La primera piedra fue el mito
que urdimos entre los dos
para palpar tierra firme con los pies,
la arrojamos al aire sin mirar

se nos volaron todos los pájaros.

¿No es acaso un imposible
habitar la certidumbre
cuando las palmas se tocan
y los cuerpos se saben mortales?

Hubo un temblor entre las manos
un comienzo
en el lenguaje de las células del cuerpo.

¿Cómo ocultar a la vista
el indicio del fuego, ese extraño
mundo privado?

si me besaste
frente a todo el mundo
cuando nadie nos veía.



Melisa Mauriño


Nací un viernes 13 de diciembre en Morón (Pcia. de Buenos Aires) pero nunca viví ahí. Soy de Ramos Mejía y una parte de mi primera infancia transcurrió en la provincia de Córdoba. Soy Lic. en Psicología por la Universidad de Buenos Aires. Hice mi Residencia en Psicología clínica en el PRIM Hurlingham, con sede en el “Centro de Salud Dr. Ángel Bo” en William Morris donde actualmente soy Jefa de Residentes.

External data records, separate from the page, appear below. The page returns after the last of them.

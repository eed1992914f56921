//! Worker wire contract.
//!
//! Binary payloads (image assets on the way out, rendered segments on the way
//! back) travel as standard base64 inside JSON bodies.

use std::collections::BTreeMap;

use base64::{engine::general_purpose::STANDARD, Engine};
use serde::{Deserialize, Serialize};

use crate::scene::{AssetMap, AssetRef, Scene};
use crate::task::WorkerTask;

/// Encode raw bytes for transport.
pub fn encode_payload(bytes: &[u8]) -> String {
    STANDARD.encode(bytes)
}

/// Decode a transported payload back to raw bytes.
pub fn decode_payload(text: &str) -> Result<Vec<u8>, base64::DecodeError> {
    STANDARD.decode(text.trim())
}

/// Body sent to a worker for one partition.
#[derive(Debug, Clone, Serialize, Deserialize)]
#[serde(rename_all = "camelCase")]
pub struct WorkerRequest {
    pub scenes: Vec<Scene>,
    #[serde(default)]
    pub assets: BTreeMap<String, String>,
}

impl WorkerRequest {
    pub fn from_task(task: &WorkerTask) -> Self {
        Self {
            scenes: task.scenes.clone(),
            assets: task
                .assets
                .iter()
                .map(|(reference, bytes)| (reference.0.clone(), encode_payload(bytes)))
                .collect(),
        }
    }

    /// Decode the inline assets. Fails on the first undecodable entry.
    pub fn decode_assets(&self) -> Result<AssetMap, (String, base64::DecodeError)> {
        self.assets
            .iter()
            .map(|(reference, text)| {
                decode_payload(text)
                    .map(|bytes| (AssetRef(reference.clone()), bytes))
                    .map_err(|e| (reference.clone(), e))
            })
            .collect()
    }
}

/// One rendered scene as returned by a worker.
#[derive(Debug, Clone, Serialize, Deserialize)]
#[serde(rename_all = "camelCase")]
pub struct ProcessedScene {
    pub order_index: usize,
    /// Base64-encoded video segment.
    pub video_data: String,
}

/// Body returned by a worker.
#[derive(Debug, Clone, Serialize, Deserialize)]
#[serde(rename_all = "camelCase")]
pub struct WorkerResponse {
    pub processed_scenes: Vec<ProcessedScene>,
}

Llevo mi práctica como psicoanalista también en el ámbito privado y vengo formándome y trabajando hace tiempo en psicooncología y psicoprofiláxis clínica y quirúrgica. Escribo poesía desde que tenía seis años. La escritura siempre fue algo vital para mí, al igual que la literatura. Después de un largo período sin poder escribir volví a mí misma con una serie de poemas que dieron vida a un libro precuela de mi primera novela (inédita) que escribí casi sin proponérmelo. Ese fue el puntapié inicial para los libros de poesía que vinieron después, empezando por “La piel de la oruga”. Este libro ganó el primer concurso de poesía de la editorial Viajero Insomne 2015 y será editado este año. Amo la naturaleza y a los animales con quienes suelo tener una conexión muy especial. Crío mariposas y polillas y vivo con mi gato Pelino (hasta hace poco vivía también con mi gata, Mainque, que falleció recientemente a causa de un tumor) Disfruto del arte en general. Entre mis hobbies están el canto y el ballet.